Over the past two decades, foreign central banks, and in particular Asian central banks, have purchased an increasingly large share of U.S. debt securities. By accumulating dollars, countries like China could keep their own currencies relatively weak, giving a boost to their exporters. Across East Asia, consumers suffered from overvalued currencies while export industries flourished. Meanwhile, heavily leveraged American consumers bought cheap imports to their hearts’ content while manufacturers struggled against cut-rate foreign competitors. As East Asian exporters gobbled up an ever-larger share of global demand, U.S. workers found themselves squeezed. According to Pettis, the only way for the U.S. to maintain a high level of employment was to increase consumption and investment by taking on more debt. In effect, Asia’s booming economies fattened up U.S. debt markets the way French farmers stuff geese to make foie gras. You don’t have to be a protectionist to believe that this arrangement can’t last forever.

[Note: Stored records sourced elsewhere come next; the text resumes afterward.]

//! Runtime configuration
//!
//! This module is only used by the binaries. It loads the server configuration from the
//! environment and an optional YAML file.

mod config;
mod endpoint;
mod logging;
mod parsers;

use std::path::Path;

pub use config::Config;
use figment::{
    Figment,
    providers::{Env, Format, Yaml},
};

/// Separator to use when drilling down into nested options in the env figment
const ENV_NESTED_SEPARATOR: &str = "__";

/// Prefix for environment variables overriding any config key
const ENV_PREFIX: &str = "MCP_GRAPHQL_";

/// Read configuration from environment variables only (when no config file is provided)
#[allow(clippy::result_large_err)]
pub fn read_config_from_env() -> Result<Config, figment::Error> {
    Figment::new()
        .join(graphql_env())
        .join(Env::prefixed(ENV_PREFIX).split(ENV_NESTED_SEPARATOR))
        .extract()
}

/// Read in a config from a YAML file, filling in any missing values from the environment
#[allow(clippy::result_large_err)]
pub fn read_config(yaml_path: impl AsRef<Path>) -> Result<Config, figment::Error> {
    Figment::new()
        .join(graphql_env())
        .join(Env::prefixed(ENV_PREFIX).split(ENV_NESTED_SEPARATOR))
        .join(Yaml::file(yaml_path))
        .extract()
}

/// Figment provider mapping the plain `URL`, `HEADERS` and `HEADER` environment variables
/// onto their config keys
fn graphql_env() -> Env {
    Env::raw()
        .only(&["url", "headers", "header"])
        .map(|key| match key.to_string().to_lowercase().as_str() {
            "url" => "endpoint".into(),
            other => other.to_string().into(),
        })
}
use std::time::Duration;

use mcp_graphql::errors::ServerError;
use mcp_graphql::graphql;
use mcp_graphql::headers::{HeadersSpec, header_map};
use mcp_graphql::server::Transport;
use schemars::JsonSchema;
use serde::Deserialize;
use tracing::info;
use url::Url;

use super::{endpoint::Endpoint, logging::Logging, parsers};

/// Configuration for the MCP server
#[derive(Debug, Deserialize, JsonSchema)]
#[serde(default)]
pub struct Config {
    /// The target GraphQL endpoint [default: https://countries.trevorblades.com/]
    #[serde(deserialize_with = "parsers::blank_as_none")]
    #[schemars(with = "Option<Url>")]
    pub endpoint: Option<Endpoint>,

    /// Headers to include in all GraphQL requests, as a map, a JSON object string, or a single
    /// `Name: Value` string
    pub headers: Option<HeadersSpec>,

    /// A single `Name: Value` header to include in all GraphQL requests. Ignored when `headers`
    /// is set.
    pub header: Option<String>,

    /// How long to wait for the GraphQL endpoint to answer a request
    #[serde(with = "humantime_serde")]
    #[schemars(with = "String")]
    pub timeout: Duration,

    /// Logging configuration
    pub logging: Logging,

    /// The type of server transport to use
    pub transport: Transport,
}

impl Default for Config {
    fn default() -> Self {
        Self {
            endpoint: None,
            headers: None,
            header: None,
            timeout: graphql::DEFAULT_TIMEOUT,
            logging: Logging::default(),
            transport: Transport::default(),
        }
    }
}

impl Config {
    /// Resolve the settings used to talk to the GraphQL endpoint
    pub fn forwarder_config(&self) -> Result<graphql::Config, ServerError> {
        let endpoint = match &self.endpoint {
            Some(endpoint) => endpoint.clone().into_inner(),
            None => {
                let endpoint = Endpoint::default().into_inner();
                info!("URL not set - using default endpoint {endpoint}");
                endpoint
            }
        };

        Ok(graphql::Config {
            endpoint,
            headers: header_map(self.headers.as_ref(), self.header.as_deref())?,
            timeout: self.timeout,
        })
    }
}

What should the U.S. do, exactly? Just as the Richard Nixon strong-armed the world’s major economies into reforming the international monetary system in 1971, Pettis calls for another dramatic break: “The U.S. should lead a reconvening of the world’s economic policymakers in a global conference to restructure the global capital and trade regime, so that countries looking to kick-start or goose domestic growth cannot do so at the cost of U.S. unemployment or rising U.S. debt levels.” Unlike Trump, Pettis is not proposing a beggar-thy-neighbor trade war. Instead, he’s calling for a fairer and more sustainable global trading system, which would work better for all countries, not just the U.S.

Donald Trump is right to say that globalization hasn’t worked for all Americans. But rather than devise sensible strategies to spread the benefits of globalization more widely, he’s calling for isolating America from all the global economy has to offer. That’s not economic nationalism—it’s economic idiocy.